**Description of the task:**
Copy out, from the entries below, each line holding the string "CreateUserPayload".

**Data for the task:**
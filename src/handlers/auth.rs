// src/handlers/auth.rs

use axum::{
    extract::{Path, State},
    http::StatusCode,
    response::IntoResponse,
    Json,
};
use uuid::Uuid;
use validator::Validate;

use crate::{
    common::error::{ApiError, AppError},
    config::AppState,
    middleware::{
        auth::AuthenticatedUser,
        i18n::Locale,
        rbac::{PermUsersManage, RequirePermission},
    },
    models::auth::{AuthResponse, ChangePasswordPayload, CreateUserPayload, LoginPayload, SetupAdminPayload, User},
};

// POST /api/auth/setup
#[utoipa::path(
    post,
    path = "/api/auth/setup",
    tag = "Auth",
    request_body = SetupAdminPayload,
    responses(
        (status = 201, description = "Administrador inicial criado", body = AuthResponse),
        (status = 409, description = "Já existem usuários")
    )
)]
pub async fn setup(
    State(app_state): State<AppState>,
    locale: Locale,
    Json(payload): Json<SetupAdminPayload>,
) -> Result<impl IntoResponse, ApiError> {
    payload
        .validate()
        .map_err(|e| AppError::ValidationError(e).to_api_error(&locale, &app_state.i18n_store))?;

    let response = app_state
        .auth_service
        .setup(&payload)
        .await
        .map_err(|e| e.to_api_error(&locale, &app_state.i18n_store))?;

    Ok((StatusCode::CREATED, Json(response)))
}

// POST /api/auth/login
#[utoipa::path(
    post,
    path = "/api/auth/login",
    tag = "Auth",
    request_body = LoginPayload,
    responses(
        (status = 200, description = "Login bem-sucedido", body = AuthResponse),
        (status = 401, description = "Credenciais inválidas")
    )
)]
pub async fn login(
    State(app_state): State<AppState>,
    locale: Locale,
    Json(payload): Json<LoginPayload>,
) -> Result<impl IntoResponse, ApiError> {
    payload
        .validate()
        .map_err(|e| AppError::ValidationError(e).to_api_error(&locale, &app_state.i18n_store))?;

    let response = app_state
        .auth_service
        .login(&payload.username, &payload.password)
        .await
        .map_err(|e| e.to_api_error(&locale, &app_state.i18n_store))?;

    Ok(Json(response))
}

// GET /api/users/me
#[utoipa::path(
    get,
    path = "/api/users/me",
    tag = "Users",
    responses(
        (status = 200, description = "Usuário autenticado", body = User)
    ),
    security(("api_jwt" = []))
)]
pub async fn get_me(AuthenticatedUser(user): AuthenticatedUser) -> Json<User> {
    Json(user)
}

// PUT /api/users/me/password
#[utoipa::path(
    put,
    path = "/api/users/me/password",
    tag = "Users",
    request_body = ChangePasswordPayload,
    responses(
        (status = 204, description = "Senha alterada"),
        (status = 401, description = "Senha atual incorreta")
    ),
    security(("api_jwt" = []))
)]
pub async fn change_password(
    State(app_state): State<AppState>,
    locale: Locale,
    AuthenticatedUser(user): AuthenticatedUser,
    Json(payload): Json<ChangePasswordPayload>,
) -> Result<impl IntoResponse, ApiError> {
    payload
        .validate()
        .map_err(|e| AppError::ValidationError(e).to_api_error(&locale, &app_state.i18n_store))?;

    app_state
        .auth_service
        .change_password(&user, &payload)
        .await
        .map_err(|e| e.to_api_error(&locale, &app_state.i18n_store))?;

    Ok(StatusCode::NO_CONTENT)
}

// GET /api/users
#[utoipa::path(
    get,
    path = "/api/users",
    tag = "Users",
    responses(
        (status = 200, description = "Usuários cadastrados", body = Vec<User>)
    ),
    security(("api_jwt" = []))
)]
pub async fn list_users(
    State(app_state): State<AppState>,
    locale: Locale,
    _guard: RequirePermission<PermUsersManage>,
) -> Result<impl IntoResponse, ApiError> {
    let users = app_state
        .auth_service
        .list_users()
        .await
        .map_err(|e| e.to_api_error(&locale, &app_state.i18n_store))?;

    Ok(Json(users))
}

// POST /api/users
#[utoipa::path(
    post,
    path = "/api/users",
    tag = "Users",
    request_body = CreateUserPayload,
    responses(
        (status = 201, description = "Usuário criado", body = User),
        (status = 409, description = "Usuário ou e-mail já existe")
    ),
    security(("api_jwt" = []))
)]
pub async fn create_user(
    State(app_state): State<AppState>,
    locale: Locale,
    _guard: RequirePermission<PermUsersManage>,
    Json(payload): Json<CreateUserPayload>,
) -> Result<impl IntoResponse, ApiError> {
    payload
        .validate()
        .map_err(|e| AppError::ValidationError(e).to_api_error(&locale, &app_state.i18n_store))?;

    let user = app_state
        .auth_service
        .create_user(&payload)
        .await
        .map_err(|e| e.to_api_error(&locale, &app_state.i18n_store))?;

    Ok((StatusCode::CREATED, Json(user)))
}

// POST /api/users/{id}/deactivate
#[utoipa::path(
    post,
    path = "/api/users/{id}/deactivate",
    tag = "Users",
    params(("id" = Uuid, Path, description = "ID do usuário")),
    responses(
        (status = 200, description = "Usuário desativado", body = User),
        (status = 403, description = "Não é possível desativar a si mesmo")
    ),
    security(("api_jwt" = []))
)]
pub async fn deactivate_user(
    State(app_state): State<AppState>,
    locale: Locale,
    user: AuthenticatedUser,
    _guard: RequirePermission<PermUsersManage>,
    Path(id): Path<Uuid>,
) -> Result<impl IntoResponse, ApiError> {
    let deactivated = app_state
        .auth_service
        .deactivate_user(id, user.0.id)
        .await
        .map_err(|e| e.to_api_error(&locale, &app_state.i18n_store))?;

    tracing::info!("Usuário {} desativado por {}", deactivated.username, user.0.username);
    Ok(Json(deactivated))
}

**Task output:**
    models::auth::{AuthResponse, ChangePasswordPayload, CreateUserPayload, LoginPayload, SetupAdminPayload, User},
    request_body = CreateUserPayload,
    Json(payload): Json<CreateUserPayload>,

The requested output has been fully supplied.